____ Material to process

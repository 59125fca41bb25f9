use super::state::{DownloadJob, DownloadState, ErrorDetail, JobSnapshot};
use crate::{
    backend::{DownloadBackend, Receipt},
    error::{DownloadError, InvalidUrlError, NetworkError},
};
use std::{sync::Arc, time::Duration};
use tokio::sync::{mpsc, oneshot, watch};
use tracing::{debug, error, info, warn};

#[derive(Debug, Clone, Copy, PartialEq, Eq)]
pub enum StartOutcome {
    /// A request was sent to the backend.
    Started,
    /// A request is already in flight; nothing was sent.
    AlreadyRunning,
}

#[derive(Debug, Clone, Default)]
pub struct ControllerOptions {
    /// Upper bound for a single backend request. `None` waits as long as the backend takes.
    pub request_timeout: Option<Duration>,
}

enum Command {
    SetUrl(String),
    SetMetadata(String),
    Start(oneshot::Sender<Result<StartOutcome, DownloadError>>),
    Reset,
}

type Outcome = Result<Receipt, DownloadError>;

/// Handle to the task that owns the download job.
///
/// All mutation goes through commands processed one at a time by that task, so there is at
/// most one backend request in flight. Cloning the handle is cheap; the task stops once every
/// handle is dropped.
#[derive(Clone)]
pub struct DownloadController {
    commands: mpsc::UnboundedSender<Command>,
    snapshots: watch::Receiver<JobSnapshot>,
}

impl DownloadController {
    pub fn spawn(backend: Arc<dyn DownloadBackend>, options: ControllerOptions) -> Self {
        let (commands_tx, commands_rx) = mpsc::unbounded_channel();
        let (outcomes_tx, outcomes_rx) = mpsc::unbounded_channel();
        let job = DownloadJob::default();
        let (snapshots_tx, snapshots_rx) = watch::channel(job.snapshot());

        info!("Download controller using {} backend", backend.name());

        let task = ControllerTask {
            backend,
            options,
            job,
            snapshots: snapshots_tx,
            outcomes: outcomes_tx,
        };
        tokio::spawn(task.run(commands_rx, outcomes_rx));

        Self {
            commands: commands_tx,
            snapshots: snapshots_rx,
        }
    }

    pub fn set_url(&self, raw_input: &str) -> Result<(), DownloadError> {
        self.send(Command::SetUrl(raw_input.to_string()))
    }

    pub fn set_metadata(&self, tag: &str) -> Result<(), DownloadError> {
        self.send(Command::SetMetadata(tag.to_string()))
    }

    /// Starts a download for whatever the current input resolves to.
    ///
    /// An unusable input is returned as [`DownloadError::InvalidUrl`] and leaves the state
    /// untouched. Network failures never show up here; they land in the job state.
    pub async fn start(&self) -> Result<StartOutcome, DownloadError> {
        let (reply_tx, reply_rx) = oneshot::channel();
        self.send(Command::Start(reply_tx))?;
        reply_rx.await.map_err(|_| {
            DownloadError::Unexpected("download controller dropped the request".into())
        })?
    }

    pub fn reset(&self) -> Result<(), DownloadError> {
        self.send(Command::Reset)
    }

    pub fn subscribe(&self) -> watch::Receiver<JobSnapshot> {
        self.snapshots.clone()
    }

    pub fn snapshot(&self) -> JobSnapshot {
        self.snapshots.borrow().clone()
    }

    fn send(&self, command: Command) -> Result<(), DownloadError> {
        self.commands
            .send(command)
            .map_err(|_| DownloadError::Unexpected("download controller is not running".into()))
    }
}

struct ControllerTask {
    backend: Arc<dyn DownloadBackend>,
    options: ControllerOptions,
    job: DownloadJob,
    snapshots: watch::Sender<JobSnapshot>,
    outcomes: mpsc::UnboundedSender<Outcome>,
}

impl ControllerTask {
    async fn run(
        mut self,
        mut commands: mpsc::UnboundedReceiver<Command>,
        mut outcomes: mpsc::UnboundedReceiver<Outcome>,
    ) {
        loop {
            tokio::select! {
                command = commands.recv() => match command {
                    Some(command) => self.handle_command(command),
                    None => break,
                },
                Some(outcome) = outcomes.recv() => self.handle_outcome(outcome),
            }
        }

        if self.job.state == DownloadState::Downloading {
            warn!("Download controller stopped while a request was in flight");
        }
        debug!("Download controller stopped");
    }

    fn handle_command(&mut self, command: Command) {
        let reply = match command {
            Command::SetUrl(raw_input) => {
                self.job.reference.set_raw_input(&raw_input);
                debug!(
                    video_id = ?self.job.reference.canonical_id(),
                    "Video URL changed"
                );
                None
            }
            Command::SetMetadata(tag) => {
                self.job.set_metadata(&tag);
                None
            }
            Command::Start(reply) => Some((reply, self.start())),
            Command::Reset => {
                self.reset();
                None
            }
        };

        // Publish before replying so the caller never sees a stale snapshot
        self.publish();
        if let Some((reply, result)) = reply {
            // The caller may have stopped waiting; the state already tells the story
            let _ = reply.send(result);
        }
    }

    fn start(&mut self) -> Result<StartOutcome, DownloadError> {
        if self.job.state == DownloadState::Downloading {
            debug!("Download already in progress, ignoring start");
            return Ok(StartOutcome::AlreadyRunning);
        }

        let video_id = match self.job.reference.canonical_id() {
            Some(video_id) => video_id.clone(),
            None => {
                // Re-run the extractor only to report why the input was rejected
                let e = crate::video::extract(self.job.reference.raw_input())
                    .err()
                    .unwrap_or_else(|| {
                        InvalidUrlError::new(self.job.reference.raw_input(), "no video id found")
                    });
                warn!("Refusing to start download: {}", e);
                return Err(e.into());
            }
        };

        self.job.clear_outcome();
        self.job.attempts += 1;
        self.transition(DownloadState::Downloading);
        info!(
            video_id = %video_id,
            metadata = ?self.job.metadata,
            attempt = self.job.attempts,
            "Starting download"
        );

        let backend = Arc::clone(&self.backend);
        let metadata = self.job.metadata.clone();
        let timeout = self.options.request_timeout;
        let request = tokio::spawn(async move {
            let request = backend.request_download(&video_id, metadata.as_deref());
            match timeout {
                Some(limit) => tokio::time::timeout(limit, request)
                    .await
                    .unwrap_or(Err(NetworkError::TimedOut(limit))),
                None => request.await,
            }
        });

        let outcomes = self.outcomes.clone();
        tokio::spawn(async move {
            let outcome = match request.await {
                Ok(result) => result.map_err(DownloadError::from),
                Err(e) => Err(DownloadError::Unexpected(format!(
                    "download task failed: {e}"
                ))),
            };
            // Fails only once the controller is gone, and then nobody is left to tell
            let _ = outcomes.send(outcome);
        });

        Ok(StartOutcome::Started)
    }

    fn handle_outcome(&mut self, outcome: Outcome) {
        if self.job.state != DownloadState::Downloading {
            error!(
                state = %self.job.state,
                "Received a download result with no request in flight"
            );
            return;
        }

        match outcome {
            Ok(receipt) => {
                info!("Download finished: {}", receipt);
                self.job.error = None;
                self.job.receipt = Some(receipt);
                self.transition(DownloadState::Finished);
            }
            Err(e) => {
                error!("Download failed: {}", e);
                self.job.receipt = None;
                self.job.error = Some(ErrorDetail::from(&e));
                self.transition(DownloadState::Error);
            }
        }
        self.publish();
    }

    fn reset(&mut self) {
        if self.job.state == DownloadState::Downloading {
            debug!("Cannot reset while a download is in flight");
            return;
        }
        self.job.clear_outcome();
        self.transition(DownloadState::Ready);
    }

    fn transition(&mut self, to: DownloadState) {
        if self.job.state != to {
            info!(from = %self.job.state, to = %to, "Download state changed");
        }
        self.job.state = to;
    }

    fn publish(&self) {
        self.snapshots.send_replace(self.job.snapshot());
    }
}
use anyhow::{Context, Result};
use clap::{Parser, Subcommand};
use std::{process::ExitCode, sync::Arc, time::Instant};
use tracing::{debug, info};
use tracing_subscriber::filter::{EnvFilter, LevelFilter};

mod backend;
mod cli;
mod config;
mod download;
mod error;
mod utils;
mod video;

use crate::{
    backend::HttpBackend,
    config::{Config, LogFormat},
    download::{ControllerOptions, DownloadState},
};

#[derive(Parser, Debug)]
#[command(author, version, about, long_about = None)]
struct Args {
    /// Path to the config file
    #[arg(short, long, global = true)]
    config: Option<String>,

    /// Base URL of the audio backend, overrides the config file
    #[arg(long, global = true)]
    backend_url: Option<String>,

    #[command(subcommand)]
    command: Command,
}

#[derive(Subcommand, Debug)]
enum Command {
    /// Print the video id found in a URL
    Extract { url: String },
    /// Print the embed preview for a URL as JSON
    Preview { url: String },
    /// Ask the backend to fetch a video as audio and wait for the result
    Download {
        url: String,
        /// MusicBrainz recording id used to tag the audio file
        #[arg(short, long)]
        musicbrainz_id: Option<String>,
        /// How many times to start a download again after a network failure
        #[arg(long, default_value_t = 0)]
        retries: u32,
    },
}

fn load_config(args: &Args) -> Result<Config> {
    let mut config = match config::find_config_path(args.config.as_deref()) {
        Some(path) => Config::from_file(&path)
            .with_context(|| format!("Failed to load config from {}", path.display()))?,
        None => Config::default(),
    };

    config.override_backend_url(std::env::var(config::BACKEND_URL_ENV).ok());
    config.override_backend_url(args.backend_url.clone());
    Ok(config)
}

fn init_logging(format: LogFormat) {
    let env_filter = EnvFilter::builder()
        .with_default_directive(LevelFilter::INFO.into())
        .from_env_lossy();

    // Logs go to stderr so stdout only carries command output
    match format {
        LogFormat::Json => tracing_subscriber::fmt()
            .json()
            .with_env_filter(env_filter)
            .with_writer(std::io::stderr)
            .init(),
        LogFormat::Text => tracing_subscriber::fmt()
            .with_env_filter(env_filter)
            .with_writer(std::io::stderr)
            .init(),
    }
}

#[tokio::main]
async fn main() -> Result<ExitCode> {
    let args = Args::parse();
    let config = load_config(&args)?;
    init_logging(config.get_logging_format());
    debug!(?config, "Loaded configuration");

    match &args.command {
        Command::Extract { url } => {
            println!("{}", cli::extract(url)?);
        }
        Command::Preview { url } => {
            println!("{}", cli::preview(url)?);
        }
        Command::Download {
            url,
            musicbrainz_id,
            retries,
        } => {
            let backend = HttpBackend::new(config.backend_url()?)?;

            let options = ControllerOptions {
                request_timeout: config.request_timeout(),
            };

            let started = Instant::now();
            let snapshot = cli::download(
                Arc::new(backend),
                options,
                url,
                musicbrainz_id.as_deref(),
                *retries,
            )
            .await?;
            info!(
                "Download settled in {}",
                utils::format_elapsed(started.elapsed())
            );

            if snapshot.state != DownloadState::Finished {
                return Ok(ExitCode::FAILURE);
            }
        }
    }

    Ok(ExitCode::SUCCESS)
}
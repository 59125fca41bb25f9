use std::time::Duration;
use thiserror::Error;

/// The input could not be turned into a video id.
#[derive(Debug, Clone, PartialEq, Eq, Error)]
#[error("invalid video URL {input:?}: {reason}")]
pub struct InvalidUrlError {
    pub input: String,
    pub reason: &'static str,
}

impl InvalidUrlError {
    pub fn new(input: &str, reason: &'static str) -> Self {
        Self {
            input: input.to_string(),
            reason,
        }
    }
}

#[derive(Debug, Clone, PartialEq, Eq, Error)]
pub enum NetworkError {
    #[error("backend responded with HTTP {0}")]
    Status(u16),
    #[error("request to backend failed: {0}")]
    Transport(String),
    #[error("request to backend timed out after {}s", .0.as_secs())]
    TimedOut(Duration),
}

#[derive(Debug, Clone, PartialEq, Eq, Error)]
pub enum DownloadError {
    #[error(transparent)]
    InvalidUrl(#[from] InvalidUrlError),
    #[error(transparent)]
    Network(#[from] NetworkError),
    #[error("unexpected error: {0}")]
    Unexpected(String),
}
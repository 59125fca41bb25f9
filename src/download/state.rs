use crate::{
    backend::Receipt,
    error::DownloadError,
    video::{preview, PreviewDescriptor, VideoReference},
};
use std::fmt;

#[derive(Debug, Clone, Copy, PartialEq, Eq, Default)]
pub enum DownloadState {
    #[default]
    Ready,
    Downloading,
    Finished,
    Error,
}

impl fmt::Display for DownloadState {
    fn fmt(&self, f: &mut fmt::Formatter<'_>) -> fmt::Result {
        let name = match self {
            Self::Ready => "ready",
            Self::Downloading => "downloading",
            Self::Finished => "finished",
            Self::Error => "error",
        };
        f.write_str(name)
    }
}

#[derive(Debug, Clone, Copy, PartialEq, Eq)]
pub enum ErrorKind {
    InvalidUrl,
    Network,
    Unexpected,
}

/// Why the last download failed, in a form a front-end can show as is.
#[derive(Debug, Clone, PartialEq, Eq)]
#[allow(dead_code)]
pub struct ErrorDetail {
    pub kind: ErrorKind,
    pub message: String,
}

impl From<&DownloadError> for ErrorDetail {
    fn from(error: &DownloadError) -> Self {
        let kind = match error {
            DownloadError::InvalidUrl(_) => ErrorKind::InvalidUrl,
            DownloadError::Network(_) => ErrorKind::Network,
            DownloadError::Unexpected(_) => ErrorKind::Unexpected,
        };
        Self {
            kind,
            message: error.to_string(),
        }
    }
}

impl fmt::Display for ErrorDetail {
    fn fmt(&self, f: &mut fmt::Formatter<'_>) -> fmt::Result {
        f.write_str(&self.message)
    }
}

/// The one job a controller owns. Only the controller task mutates it.
#[derive(Debug, Default)]
pub(super) struct DownloadJob {
    pub reference: VideoReference,
    pub metadata: Option<String>,
    pub state: DownloadState,
    pub error: Option<ErrorDetail>,
    pub receipt: Option<Receipt>,
    pub attempts: u32,
}

impl DownloadJob {
    pub fn set_metadata(&mut self, tag: &str) {
        self.metadata = if tag.is_empty() {
            None
        } else {
            Some(tag.to_string())
        };
    }

    /// Clears the outcome of the previous run. Input is left alone.
    pub fn clear_outcome(&mut self) {
        self.error = None;
        self.receipt = None;
    }

    pub fn snapshot(&self) -> JobSnapshot {
        JobSnapshot {
            state: self.state,
            error: self.error.clone(),
            receipt: self.receipt.clone(),
            raw_input: self.reference.raw_input().to_string(),
            metadata: self.metadata.clone(),
            preview: preview::resolve(self.reference.canonical_id()),
            attempts: self.attempts,
        }
    }
}

/// Read-only view of the job handed to whoever renders it.
#[derive(Debug, Clone, Default, PartialEq, Eq)]
#[allow(dead_code)]
pub struct JobSnapshot {
    pub state: DownloadState,
    pub error: Option<ErrorDetail>,
    pub receipt: Option<Receipt>,
    pub raw_input: String,
    pub metadata: Option<String>,
    pub preview: Option<PreviewDescriptor>,
    /// Number of requests issued to the backend so far.
    pub attempts: u32,
}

________

- Task
Count the lines in the records above that contain the word "warn", and give only the number.

- Written answer
3